What is the latest mod on the market .and is the smy 260 w worth buying?

Reactions: Like 1


----------



## 2 Angry Wolves (12/4/15)

Lol thats alot of watts. What are you looking to run on it?
I would say hang on a bit and see what temp control mods are on the way.


----------



## zadiac (12/4/15)

260W is waaay overkill. I like warm vapes and even I find it very difficult to vape at even 100W.


----------



## Silver (12/4/15)

The eCigStore said:


> What is the latest mod on the market .and is the smy 260 w worth buying?



Hi @The eCigStore 
Welcome to the forum
Please introduce yourself in the following thread:
http://www.ecigssa.co.za/introduce-yourselves.t24/
Tell us a bit more about yourself and your vaping experience. 

Also, if you want to market your store on the forum, please get in touch with @Gizmo by sending him a private message and he will sign you up. Vendors who want to market here pay a nominal fee and get their own sub forum to market their products. 

On your question about the SMY260W, i think only cloud blowers would go for that. Normal vapers seldom go above 50 Watts. One could use it for lower power applications and enjoy the longer battery life I suppose.

Reactions: Like 1


----------



## The eCigStore (12/4/15)

Tha


Silver said:


> Hi @The eCigStore
> Welcome to the forum
> Please introduce yourself in the following thread:
> http://www.ecigssa.co.za/introduce-yourselves.t24/
> ...


----------



## The eCigStore (12/4/15)

Thanks for the advise.


----------



## free3dom (12/4/15)

Sigelei 150W would IMO be the far superior product to get if you need high wattage.

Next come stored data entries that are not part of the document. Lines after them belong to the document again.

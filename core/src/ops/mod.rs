use std::sync::Arc;
use std::time::Duration;

use crate::core::git::Vcs;
use crate::ops::bridge::CredentialBridge;
use crate::ops::bus::BusSender;

pub mod bridge;
pub mod bus;
pub mod coordinator;
pub mod pool;
pub mod query;
pub mod reconcile;
pub mod sync;

pub use crate::core::state::SyncStatus;
pub use bridge::{ConflictDecision, CredentialReply};
pub use bus::{BusEvent, MessageBus, SwitchOutcome};
pub use coordinator::{Coordinator, CoordinatorOptions};

/// What every job needs from its surroundings.
#[derive(Clone)]
pub struct TaskContext {
    pub bus: BusSender,
    pub bridge: Arc<CredentialBridge>,
    pub vcs: Arc<dyn Vcs>,
    /// bound on waiting for a human decision
    pub request_timeout: Duration,
}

More than 150W seems a bit overkill, unless you have a very specific reason - such as heating up your house

Reactions: Like 1 | Funny 2


----------



## Schuller (14/4/15)

Sigelei 150W is the bomb even though I only Vape around 30W it works like a dream, the iStick 50W also a winner you can Sub Ohm and it's nice and compact with awesome battery life, I tried the Temp Sensing on the Smok M80 plus but don't really understand how it works but there is definitely good things happening in that field.


----------



## Marzuq (14/4/15)

the sigelei is a winner all round. the previous versions worked very well just has an issue with the paint work and not being level. everything from the 100watt plus has been sorted. have a look at the sigelei red limited edition. looks sick!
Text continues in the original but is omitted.